The Disaster Management Act, which was invoked by GoI for the first time ever two years ago to spearhead the Covid response, will not be used beginning April. Subsequently, states will have more autonomy to shape public health responses. It’s a milestone as GoI is now convinced the level of threat has diminished. The numbers capture just a part of the story. Cumulatively, there were 43 million infections and around 5.2 lakh deaths. Both are likely underestimated as proxy data thrown up by sero surveys and the civil registration system suggest.

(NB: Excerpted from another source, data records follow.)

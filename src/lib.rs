//! # story-relay
//!
//! A demonstration service contrasting two real-time delivery mechanisms
//! for an LLM text-generation workload: Server-Sent Events (SSE) streaming
//! and interval-based polling.
//!
//! ## Architecture
//!
//! ```text
//! prompt ──> web_api ──┬─ SSE:     model stream ─> data: frames ─> repository
//!                      └─ Polling: task store <─ background job ─> repository
//!                                      ▲
//!                                 status queries
//! ```
//!
//! The server side (`web_api`) exposes both transports over HTTP; the client
//! side (`client`) drives either transport through a single state machine.
//! Finished stories land in a [`repository::StoryRepository`] whose insert
//! feed powers a live [`history::HistoryFeed`].

// ── Lint policy (aerospace-grade) ─────────────────────────────────────────
#![deny(clippy::unwrap_used)]
#![deny(clippy::expect_used)]
#![deny(clippy::panic)]
#![deny(clippy::todo)]
#![deny(missing_docs)]

use thiserror::Error;
use tracing_subscriber::EnvFilter;

pub mod client;
pub mod config;
pub mod history;
pub mod metrics;
pub mod model;
pub mod repository;
pub mod sse;
pub mod store;
pub mod web_api;

// Re-exports for convenience
pub use client::{GenerationController, Notifier, TracingNotifier, Transport, UiState};
pub use config::Config;
pub use history::HistoryFeed;
pub use model::{EchoModel, OpenAiModel, StoryModel};
pub use repository::{MemoryRepository, Story, StoryRepository};
pub use sse::StreamEvent;
pub use store::{GenerationTask, TaskStatus, TaskStore};

/// Initialise the global tracing subscriber.
///
/// Reads the `LOG_FORMAT` environment variable to choose output format:
/// - `"json"` — structured JSON output for production log aggregators
/// - anything else (including unset) — human-readable pretty output
///   for local development
///
/// Filter level is controlled by `RUST_LOG` (e.g. `RUST_LOG=info`).
///
/// # Errors
///
/// Returns [`StoryError::Other`] if the global subscriber has already been
/// set (e.g. by a previous call or a test harness).
pub fn init_tracing() -> Result<(), StoryError> {
    let format = std::env::var("LOG_FORMAT").unwrap_or_else(|_| "pretty".to_string());

    let result = match format.as_str() {
        "json" => tracing_subscriber::fmt()
            .json()
            .with_env_filter(EnvFilter::from_default_env())
            .with_current_span(true)
            .with_span_list(true)
            .try_init(),
        _ => tracing_subscriber::fmt()
            .pretty()
            .with_env_filter(EnvFilter::from_default_env())
            .try_init(),
    };

    result.map_err(|e| StoryError::Other(format!("tracing init failed: {e}")))
}

/// Top-level error taxonomy for both delivery transports.
///
/// Every failure surface in the crate maps to a variant here. All variants
/// implement `std::error::Error` via [`thiserror`]. The web API converts
/// each variant to a structured JSON response with an appropriate status
/// code; no error leaks as an unhandled failure without a payload.
#[derive(Error, Debug)]
pub enum StoryError {
    /// Request rejected before any network activity (e.g. empty prompt).
    #[error("invalid request: {0}")]
    Validation(String),

    /// The upstream language-model API returned a non-success status.
    #[error("upstream API error: status {status}")]
    Upstream {
        /// HTTP status code returned by the upstream API.
        status: u16,
    },

    /// Network failure reading a stream, or a non-OK HTTP response from
    /// the delivery server. Treated identically to [`StoryError::Upstream`]
    /// by the client-side controller.
    #[error("transport error: {0}")]
    Transport(String),

    /// Story insert failed. Logged only; never surfaced to the user and
    /// never blocks delivery of generated text.
    #[error("persistence error: {0}")]
    Persistence(String),

    /// Unknown or expired polling task.
    #[error("task not found: {0}")]
    NotFound(String),

    /// A configuration value is missing or invalid (e.g., missing env var).
    ///
    /// Returned at construction time so misconfiguration surfaces
    /// immediately rather than at the first generation call.
    #[error("configuration error: {0}")]
    Config(String),

    /// Catch-all for errors that do not fit a specific variant.
    #[error("{0}")]
    Other(String),
}

/// Maximum prompt prefix length used for story titles.
const TITLE_MAX_CHARS: usize = 50;

/// Derive a story title from its prompt.
///
/// Prompts of at most 50 characters are used verbatim; longer prompts are
/// truncated to their first 50 characters with a `"..."` suffix, so a title
/// is never longer than 53 characters.
///
/// # Example
///
/// ```rust
/// use story_relay::derive_title;
/// assert_eq!(derive_title("A robot discovers emotions"), "A robot discovers emotions");
/// ```
pub fn derive_title(prompt: &str) -> String {
    if prompt.chars().count() > TITLE_MAX_CHARS {
        let head: String = prompt.chars().take(TITLE_MAX_CHARS).collect();
        format!("{head}...")
    } else {
        prompt.to_string()
    }
}
//! midiseq - Standard MIDI File decoding and a GS/XG-aware playback engine.
//!
//! This library provides the pieces of a MIDI player:
//! - [`midi`]: the message codec, SMF parser and writer, and the snapshot rewriter
//! - [`synth`]: per-channel parameter state, sysex dialects and the synthesis processor
//! - [`transport`]: the control-side sequencer and the audio-side engine
//! - [`audio`]: real-time output and offline WAV rendering
//! - [`config`]: engine configuration

pub mod audio;
pub mod config;
pub mod midi;
pub mod synth;
pub mod transport;

// Re-export commonly used types
pub use audio::{render_to_wav, AudioOutput, EngineHost};
pub use config::{ConfigError, EngineConfig};
pub use midi::{apply_snapshot_to_midi, parse_midi, MidiFileParser, MidiMessage, ParseError, ParsedMidi};
pub use synth::{SnapshotError, SynthProcessor, SynthSnapshot};
pub use transport::{connect, Sequencer, SequencerEngine, SequencerEvent};
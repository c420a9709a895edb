//! Controller tables shared by every channel.
//!
//! Controller values are kept as 14-bit numbers (`value << 7`) so that
//! MSB/LSB pairs keep their full resolution.

use crate::midi::controller;

/// Number of MIDI continuous controllers.
pub const CONTROLLER_COUNT: usize = 128;

/// Center position of the 14-bit pitch wheel.
pub const PITCH_WHEEL_CENTER: u16 = 8192;

/// Pitch-bend range after a reset, in semitones.
pub const DEFAULT_PITCH_BEND_RANGE: f32 = 2.0;

/// Portamento control has only a 7-bit key; 1 marks "no key set".
pub const PORTAMENTO_CONTROL_UNSET: u16 = 1;

/// Stored value of controller 64 and above that counts as "pedal down".
pub const PEDAL_THRESHOLD: u8 = 64;

/// Seven-bit value a controller returns to on reset.
///
/// Values follow Falcosoft MIDI Player 6.
pub const fn reset_value(cc: u8) -> u8 {
    match cc {
        controller::MAIN_VOLUME => 100,
        controller::BALANCE | controller::PAN => 64,
        controller::EXPRESSION => 127,
        // Portamento on/off
        65 => 127,
        // Sound controllers: resonance, release, attack, brightness, decay, vibrato x3
        71..=78 => 64,
        controller::GENERAL_PURPOSE_6 | controller::GENERAL_PURPOSE_8 => 64,
        controller::NRPN_LSB | controller::NRPN_MSB | controller::RPN_LSB | controller::RPN_MSB => 127,
        _ => 0,
    }
}

/// 14-bit reset values for all 128 controllers.
pub fn reset_table() -> [u16; CONTROLLER_COUNT] {
    let mut table: [u16; CONTROLLER_COUNT] = std::array::from_fn(|cc| (reset_value(cc as u8) as u16) << 7);
    table[controller::PORTAMENTO_CONTROL as usize] = PORTAMENTO_CONTROL_UNSET;
    table
}

/// Controllers left untouched by Reset All Controllers (CC 121), per RP-15.
pub fn survives_rp15_reset(cc: u8) -> bool {
    matches!(
        cc,
        controller::BANK_SELECT
            | controller::BANK_SELECT_LSB
            | controller::MAIN_VOLUME
            | 39 // volume LSB
            | controller::PAN
            | 42 // pan LSB
            | 70..=79 // sound controllers
            | controller::REVERB_DEPTH
            | 92 // tremolo
            | controller::CHORUS_DEPTH
            | 94 // detune
            | 95 // phaser
    )
}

Covid’s outbreak was a massive stress test on India’s governance architecture. It was found wanting at crucial moments in the first 15 months. With the benefit of hindsight, the intensity and duration of the first nationwide lockdown was excessive. Governments were unaware of the scale of short-term economic shock. A sudden shutdown led to both human suffering and severe economic dislocation. And a premature declaration of victory left India unprepared for the savage Delta wave between April and June 2021.

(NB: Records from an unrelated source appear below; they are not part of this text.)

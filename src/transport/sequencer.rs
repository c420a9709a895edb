//! Control-side view of playback.
//!
//! [`Sequencer`] never touches the engine's state. It sends commands through
//! its [`ControlEndpoint`] and mirrors the playback clock locally from the
//! audio clock and the replies it receives, so the position can be read at
//! any time without a round trip.

use super::clock::{AudioClock, HighResolutionClock};
use super::midi_out::{reset_burst, MidiOutput};
use super::protocol::{Command, ControlEndpoint, Reply, SongChange};
use crate::midi::ParsedMidi;
use std::sync::Arc;
use uuid::Uuid;

/// Clock nudge applied after attaching or detaching a MIDI port, so the
/// engine seeks and resends controller state.
const MIDI_OUTPUT_RESYNC: f64 = 0.1;

/// What a reply means to the caller.
#[derive(Debug, Clone, PartialEq)]
pub enum SequencerEvent {
    SongChanged {
        index: usize,
        name: String,
        duration: f64,
    },
    TimeChanged(f64),
    Text {
        text: String,
        kind: u8,
        lyric_index: Option<usize>,
    },
    Paused {
        finished: bool,
    },
    TempoChanged(f64),
    LoadError(String),
}

pub struct Sequencer {
    endpoint: ControlEndpoint,
    clock: Arc<dyn AudioClock>,
    high_resolution: HighResolutionClock,
    session: Uuid,
    span: tracing::Span,
    midi: Option<Arc<ParsedMidi>>,
    song_index: usize,
    song_count: usize,
    paused_time: Option<f64>,
    absolute_start: f64,
    playback_rate: f64,
    finished: bool,
    loop_enabled: bool,
    loop_count: Option<u32>,
    preserve_playback_state: bool,
    midi_output: Option<Box<dyn MidiOutput>>,
}

impl Sequencer {
    pub fn new(endpoint: ControlEndpoint, clock: Arc<dyn AudioClock>) -> Self {
        let session = Uuid::new_v4();
        let span = tracing::info_span!("session", id = %session);
        span.in_scope(|| tracing::debug!("Sequencer created"));
        Self {
            endpoint,
            clock,
            high_resolution: HighResolutionClock::new(),
            session,
            span,
            midi: None,
            song_index: 0,
            song_count: 0,
            paused_time: Some(0.0),
            absolute_start: 0.0,
            playback_rate: 1.0,
            finished: false,
            loop_enabled: false,
            loop_count: None,
            preserve_playback_state: false,
            midi_output: None,
        }
    }

    pub fn session(&self) -> Uuid {
        self.session
    }

    pub fn midi(&self) -> Option<&Arc<ParsedMidi>> {
        self.midi.as_ref()
    }

    pub fn song_index(&self) -> usize {
        self.song_index
    }

    pub fn song_count(&self) -> usize {
        self.song_count
    }

    pub fn duration(&self) -> f64 {
        self.midi.as_ref().map_or(0.0, |midi| midi.duration)
    }

    pub fn is_paused(&self) -> bool {
        self.paused_time.is_some()
    }

    pub fn is_finished(&self) -> bool {
        self.finished
    }

    pub fn loop_enabled(&self) -> bool {
        self.loop_enabled
    }

    pub fn playback_rate(&self) -> f64 {
        self.playback_rate
    }

    fn send(&self, command: Command) {
        let _enter = self.span.enter();
        tracing::trace!("-> {:?}", CommandTag(&command));
        self.endpoint.send(command);
    }

    /// Playback position in seconds, from the audio clock.
    pub fn current_time(&self) -> f64 {
        match self.paused_time {
            Some(time) => time,
            None => (self.clock.now() - self.absolute_start) * self.playback_rate,
        }
    }

    /// Smoothed position for display. Never schedule from it.
    pub fn current_high_resolution_time(&mut self) -> f64 {
        if let Some(time) = self.paused_time {
            return time;
        }
        let current = self.current_time();
        let wall = self.high_resolution.wall_now();
        self.high_resolution
            .smooth(current, self.absolute_start, self.playback_rate, wall)
    }

    fn recalculate_start_time(&mut self, time: f64) {
        let now = self.clock.now();
        self.absolute_start = now - time / self.playback_rate;
        let wall = self.high_resolution.wall_now();
        self.high_resolution.resync(now, wall, self.playback_rate);
    }

    /// Starts or resumes. A finished song restarts from zero.
    pub fn play(&mut self, reset_time: bool) {
        let reset_time = reset_time || self.finished;
        let from = if reset_time {
            0.0
        } else {
            self.paused_time.unwrap_or_else(|| self.current_time())
        };
        self.recalculate_start_time(from);
        self.paused_time = None;
        self.finished = false;
        self.send(Command::Play { reset_time });
    }

    pub fn pause(&mut self) {
        if self.is_paused() {
            return;
        }
        self.paused_time = Some(self.current_time());
        self.send(Command::Pause);
    }

    pub fn stop(&mut self) {
        self.send(Command::Stop);
    }

    /// Seeks. Playback resumes unless paused with the playback state preserved.
    pub fn set_current_time(&mut self, time: f64) {
        if !(self.is_paused() && self.preserve_playback_state) {
            self.paused_time = None;
            self.finished = false;
        }
        self.recalculate_start_time(time.max(0.0));
        self.send(Command::SetTime(time));
    }

    pub fn set_playback_rate(&mut self, rate: f64) {
        if !(rate > 0.0 && rate.is_finite()) {
            tracing::warn!("Ignoring playback rate {}", rate);
            return;
        }
        let time = self.current_time();
        self.high_resolution.rescale(self.playback_rate, rate);
        self.playback_rate = rate;
        if !self.is_paused() {
            self.recalculate_start_time(time);
        }
        self.send(Command::SetPlaybackRate(rate));
    }

    /// `count: None` loops forever.
    pub fn set_loop(&mut self, enabled: bool, count: Option<u32>) {
        self.loop_enabled = enabled;
        self.loop_count = count;
        self.send(Command::SetLoop { enabled, count });
    }

    pub fn set_skip_to_first_note_on(&self, skip: bool) {
        self.send(Command::SetSkipToFirstNoteOn(skip));
    }

    pub fn set_preserve_playback_state(&mut self, preserve: bool) {
        self.preserve_playback_state = preserve;
        self.send(Command::SetPreservePlaybackState(preserve));
    }

    /// Sends a new playlist. More than one song turns looping off.
    pub fn load_playlist(&mut self, songs: Vec<Arc<ParsedMidi>>, auto_play: bool) {
        self.pause();
        self.song_count = songs.len();
        if self.song_count > 1 {
            self.loop_enabled = false;
        }
        {
            let _enter = self.span.enter();
            tracing::info!("Loading {} songs", songs.len());
        }
        self.send(Command::LoadPlaylist { songs, auto_play });
        if !auto_play {
            self.paused_time = Some(self.current_time());
        }
    }

    pub fn next_song(&self) {
        self.send(Command::ChangeSong(SongChange::Forward));
    }

    pub fn previous_song(&self) {
        self.send(Command::ChangeSong(SongChange::Backward));
    }

    pub fn jump_to_song(&self, index: usize) {
        self.send(Command::ChangeSong(SongChange::Index(index)));
    }

    /// Attaches or detaches the external MIDI port.
    ///
    /// Both the outgoing and the incoming port get the reset burst, and the
    /// position is nudged back so the engine resends its state.
    pub fn connect_midi_output(&mut self, output: Option<Box<dyn MidiOutput>>) {
        let burst = reset_burst();
        if let Some(old) = self.midi_output.as_mut() {
            for bytes in &burst {
                old.send(bytes);
            }
        }
        self.midi_output = output;
        let attached = match self.midi_output.as_mut() {
            Some(new) => {
                for bytes in &burst {
                    new.send(bytes);
                }
                let _enter = self.span.enter();
                tracing::info!("MIDI output attached: {}", new.name());
                true
            }
            None => false,
        };
        self.send(Command::SetMidiPassthrough(attached));
        let time = self.current_time() - MIDI_OUTPUT_RESYNC;
        self.set_current_time(time);
    }

    /// Applies one reply to the local mirror.
    pub fn handle_reply(&mut self, reply: Reply) -> Option<SequencerEvent> {
        let _enter = self.span.clone().entered();
        tracing::trace!("<- {}", reply.tag());
        match reply {
            Reply::RawMidiEvent(bytes) => {
                if let Some(output) = self.midi_output.as_mut() {
                    if bytes.first().is_some_and(|&status| status >= 0x80) {
                        output.send(&bytes);
                    }
                }
                None
            }
            Reply::SongChanged {
                midi,
                index,
                auto_play,
            } => {
                self.song_index = index;
                self.recalculate_start_time(0.0);
                if auto_play {
                    self.paused_time = None;
                }
                self.finished = false;
                let event = SequencerEvent::SongChanged {
                    index,
                    name: midi.name.clone(),
                    duration: midi.duration,
                };
                tracing::info!("Now playing {:?}", midi.name);
                self.midi = Some(midi);
                Some(event)
            }
            Reply::TimeChanged { time, sent_at } => {
                self.absolute_start = sent_at - time / self.playback_rate;
                let wall = self.high_resolution.wall_now();
                self.high_resolution
                    .resync(self.clock.now(), wall, self.playback_rate);
                if self.is_paused() && self.preserve_playback_state {
                    self.paused_time = Some(time);
                } else {
                    self.paused_time = None;
                }
                Some(SequencerEvent::TimeChanged(time))
            }
            Reply::PauseAck { finished } => {
                self.paused_time = Some(self.current_time());
                self.finished = finished;
                Some(SequencerEvent::Paused { finished })
            }
            Reply::TextEvent {
                data,
                kind,
                lyric_index,
            } => Some(SequencerEvent::Text {
                text: String::from_utf8_lossy(&data).into_owned(),
                kind,
                lyric_index,
            }),
            Reply::TempoChanged(tempo) => Some(SequencerEvent::TempoChanged(tempo)),
            Reply::LoadError(message) => {
                tracing::error!("Engine failed to load: {}", message);
                Some(SequencerEvent::LoadError(message))
            }
        }
    }

    /// Handles every reply that has arrived.
    pub fn poll(&mut self) -> Vec<SequencerEvent> {
        self.endpoint
            .drain()
            .into_iter()
            .filter_map(|reply| self.handle_reply(reply))
            .collect()
    }
}

/// Logs a command by name, without its payload.
struct CommandTag<'a>(&'a Command);

impl std::fmt::Debug for CommandTag<'_> {
    fn fmt(&self, f: &mut std::fmt::Formatter<'_>) -> std::fmt::Result {
        let name = match self.0 {
            Command::LoadPlaylist { .. } => "loadPlaylist",
            Command::ChangeSong(_) => "changeSong",
            Command::SetTime(_) => "setTime",
            Command::SetPlaybackRate(_) => "setPlaybackRate",
            Command::SetLoop { .. } => "setLoop",
            Command::SetMidiPassthrough(_) => "setMidiPassthrough",
            Command::Pause => "pause",
            Command::Play { .. } => "play",
            Command::Stop => "stop",
            Command::SetSkipToFirstNoteOn(_) => "setSkipToFirstNoteOn",
            Command::SetPreservePlaybackState(_) => "setPreservePlaybackState",
        };
        f.write_str(name)
    }
}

The success story has been India’s vaccination drive, which has now crossed 1.82 billion doses. By February 8, about 73% of the population aged 15 and above had been administered two doses. It cost Rs 27,945 crore, less than 1% of total expenditure in the 2021-22 Union Budget. Vaccines’ efficacy at a low cost suggests that we would have done well to pre-order larger quantities in 2020 as Serum Institute had the capacity to supply these. The National Institute of Virology showcased India’s scientific depth by developing an inactivated vaccine. However, India lagged in carrying out follow-up research on mix-and-match doses as well as boosters. We were over-reliant on studies carried out overseas.

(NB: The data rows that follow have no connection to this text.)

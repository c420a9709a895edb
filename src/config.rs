//! Engine configuration.
//!
//! Every field has a default, so a config file only needs the values it
//! changes. Command-line flags override what the file says.

use crate::midi::NameEncoding;
use serde::{Deserialize, Serialize};
use std::path::{Path, PathBuf};
use thiserror::Error;

/// Errors that can occur while loading or saving a configuration.
#[derive(Debug, Error)]
pub enum ConfigError {
    #[error("IO error: {0}")]
    Io(#[from] std::io::Error),

    #[error("JSON error: {0}")]
    Json(#[from] serde_json::Error),

    #[error("invalid configuration: {0}")]
    Invalid(String),
}

#[derive(Debug, Clone, PartialEq, Serialize, Deserialize)]
#[serde(default)]
pub struct EngineConfig {
    /// Output sample rate in Hz.
    pub sample_rate: u32,
    /// Frames rendered per engine tick.
    pub block_size: usize,
    /// Encoding of track names and other text.
    pub name_encoding: NameEncoding,
    /// Start playback at the first note instead of tick 0.
    pub skip_to_first_note_on: bool,
    /// Seeking while paused stays paused.
    pub preserve_playback_state: bool,
    pub loop_enabled: bool,
    /// Number of loops; `None` loops forever.
    pub loop_count: Option<u32>,
    pub auto_play: bool,
    pub playback_rate: f64,
    /// Seconds rendered after the song ends, for note release.
    pub release_tail: f64,
    pub soundfont: Option<PathBuf>,
}

impl Default for EngineConfig {
    fn default() -> Self {
        Self {
            sample_rate: 44_100,
            block_size: 256,
            name_encoding: NameEncoding::default(),
            skip_to_first_note_on: true,
            preserve_playback_state: false,
            loop_enabled: false,
            loop_count: None,
            auto_play: true,
            playback_rate: 1.0,
            release_tail: 2.0,
            soundfont: None,
        }
    }
}

impl EngineConfig {
    /// Loads a JSON config file and checks its values.
    pub fn load<P: AsRef<Path>>(path: P) -> Result<Self, ConfigError> {
        let text = std::fs::read_to_string(path.as_ref())?;
        let config: Self = serde_json::from_str(&text)?;
        config.validate()?;
        tracing::debug!("Loaded config from {}", path.as_ref().display());
        Ok(config)
    }

    pub fn save<P: AsRef<Path>>(&self, path: P) -> Result<(), ConfigError> {
        let text = serde_json::to_string_pretty(self)?;
        std::fs::write(path, text)?;
        Ok(())
    }

    pub fn validate(&self) -> Result<(), ConfigError> {
        if self.sample_rate == 0 {
            return Err(ConfigError::Invalid("sample_rate must be positive".into()));
        }
        if self.block_size == 0 {
            return Err(ConfigError::Invalid("block_size must be positive".into()));
        }
        if !(self.playback_rate > 0.0 && self.playback_rate.is_finite()) {
            return Err(ConfigError::Invalid(format!(
                "playback_rate must be positive, got {}",
                self.playback_rate
            )));
        }
        if self.release_tail < 0.0 {
            return Err(ConfigError::Invalid("release_tail must not be negative".into()));
        }
        Ok(())
    }
}
//! Typed mailbox between the control domain and the playback engine.
//!
//! Commands flow from the [`ControlEndpoint`] to the [`EngineEndpoint`] in
//! send order. Replies flow back with no ordering guarantee relative to
//! commands. Nothing else crosses the boundary.

use crate::midi::ParsedMidi;
use crossbeam_channel::{unbounded, Receiver, Sender, TryRecvError};
use std::sync::Arc;

/// Direction of a song change within the playlist.
#[derive(Debug, Clone, Copy, PartialEq, Eq)]
pub enum SongChange {
    Forward,
    Backward,
    /// Jump straight to a playlist index.
    Index(usize),
}

/// Control to engine.
#[derive(Debug, Clone)]
pub enum Command {
    LoadPlaylist {
        songs: Vec<Arc<ParsedMidi>>,
        auto_play: bool,
    },
    ChangeSong(SongChange),
    /// Seek, in seconds.
    SetTime(f64),
    SetPlaybackRate(f64),
    /// `count: None` loops forever.
    SetLoop {
        enabled: bool,
        count: Option<u32>,
    },
    SetMidiPassthrough(bool),
    Pause,
    Play {
        reset_time: bool,
    },
    Stop,
    SetSkipToFirstNoteOn(bool),
    SetPreservePlaybackState(bool),
}

/// Engine to control.
#[derive(Debug, Clone)]
pub enum Reply {
    SongChanged {
        midi: Arc<ParsedMidi>,
        index: usize,
        auto_play: bool,
    },
    /// `sent_at` is the audio clock reading when the engine finished the seek.
    TimeChanged {
        time: f64,
        sent_at: f64,
    },
    /// Text-family meta event. `kind` is the meta type; `lyric_index` is set
    /// for lyrics only.
    TextEvent {
        data: Vec<u8>,
        kind: u8,
        lyric_index: Option<usize>,
    },
    PauseAck {
        finished: bool,
    },
    RawMidiEvent(Vec<u8>),
    /// New tempo in beats per minute.
    TempoChanged(f64),
    LoadError(String),
}

impl Reply {
    /// Tag used in logs.
    pub fn tag(&self) -> &'static str {
        match self {
            Reply::SongChanged { .. } => "songChanged",
            Reply::TimeChanged { .. } => "timeChanged",
            Reply::TextEvent { .. } => "textEvent",
            Reply::PauseAck { .. } => "pauseAck",
            Reply::RawMidiEvent(_) => "rawMidiEvent",
            Reply::TempoChanged(_) => "tempoChanged",
            Reply::LoadError(_) => "loadError",
        }
    }
}

/// The control side of the mailbox.
pub struct ControlEndpoint {
    commands: Sender<Command>,
    replies: Receiver<Reply>,
}

impl ControlEndpoint {
    /// Fire-and-forget. A gone engine is logged, not fatal.
    pub fn send(&self, command: Command) {
        if self.commands.send(command).is_err() {
            tracing::warn!("Engine is gone, command dropped");
        }
    }

    pub fn try_recv(&self) -> Option<Reply> {
        match self.replies.try_recv() {
            Ok(reply) => Some(reply),
            Err(TryRecvError::Empty) | Err(TryRecvError::Disconnected) => None,
        }
    }

    /// Every reply that has arrived so far.
    pub fn drain(&self) -> Vec<Reply> {
        self.replies.try_iter().collect()
    }
}

/// The engine side of the mailbox.
pub struct EngineEndpoint {
    commands: Receiver<Command>,
    replies: Sender<Reply>,
}

impl EngineEndpoint {
    pub fn try_recv(&self) -> Option<Command> {
        self.commands.try_recv().ok()
    }

    /// Posts a reply. Never blocks.
    pub fn post(&self, reply: Reply) {
        if self.replies.send(reply).is_err() {
            tracing::debug!("Control side is gone, reply dropped");
        }
    }
}

/// Creates a connected pair of endpoints.
pub fn connect() -> (ControlEndpoint, EngineEndpoint) {
    let (command_tx, command_rx) = unbounded();
    let (reply_tx, reply_rx) = unbounded();
    (
        ControlEndpoint {
            commands: command_tx,
            replies: reply_rx,
        },
        EngineEndpoint {
            commands: command_rx,
            replies: reply_tx,
        },
    )
}
/// Vibrato set through NRPN, in Hz / cents / seconds.
#[derive(Debug, Clone, Copy, PartialEq, Default, Serialize, Deserialize)]
pub struct Vibrato {
    pub rate: f32,
    pub depth: f32,
    pub delay: f32,
}

impl Vibrato {
    /// Vibrato seeded when a file first addresses any vibrato NRPN.
    pub const SEEDED: Vibrato = Vibrato {
        rate: 8.0,
        depth: 50.0,
        delay: 0.6,
    };

    pub fn is_zero(&self) -> bool {
        self.rate == 0.0 && self.depth == 0.0 && self.delay == 0.0
    }
}

/// A change the backend should apply to a channel.
#[derive(Debug, Clone, PartialEq)]
pub enum ParameterChange {
    NoteOn { key: u8, velocity: u8 },
    NoteOff { key: u8 },
    Controller { controller: u8, value: u8 },
    Program { bank: u16, program: u8, drums: bool },
    PitchBend(u16),
    ChannelPressure(u8),
    PolyPressure { key: u8, pressure: u8 },
    PitchBendRange(f32),
    /// Total channel tuning in cents.
    Tuning(f32),
    /// Modulation depth multiplier (1.0 = 50 cents).
    ModulationDepth(f32),
    Vibrato(Vibrato),
    /// Stop every voice on the channel.
    StopAll { immediate: bool },
    /// Controllers returned to their defaults.
    Reset,
}

/// Parameter state of one MIDI channel.
#[derive(Debug, Clone)]
pub struct ChannelParameterState {
    /// Global channel index (port * 16 + channel).
    number: usize,
    controllers: [u16; CONTROLLER_COUNT],
    locked: [bool; CONTROLLER_COUNT],
    program: u8,
    bank: u16,
    drums: bool,
    lock_preset: bool,
    pitch_bend: u16,
    pitch_bend_range: f32,
    coarse_tuning_cents: f32,
    fine_tuning_cents: f32,
    fine_tuning_msb: u8,
    /// Key shift in semitones; the fractional part tunes in cents.
    transpose: f32,
    modulation_cents: f32,
    vibrato: Vibrato,
    vibrato_locked: bool,
    sustain: bool,
    data_entry: DataEntryState,
    rpn: u16,
    nrpn_coarse: u8,
    nrpn_fine: u8,
    pending: Vec<ParameterChange>,
}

India faced the pandemic on the heels of a slowdown in economic momentum. This factor and the uncertain trajectory of the pandemic justified a fiscally cautious stance at first. However, fiscal policy could have been more nimble later to support contact-intensive sectors that are yet to recover. Two years on, the takeaways are that (a) data collection has to improve and also be shared, (b) epidemiological science and research need upgrades, (c) economic disruption must be as little as possible, and (d) India needs a sound public health architecture.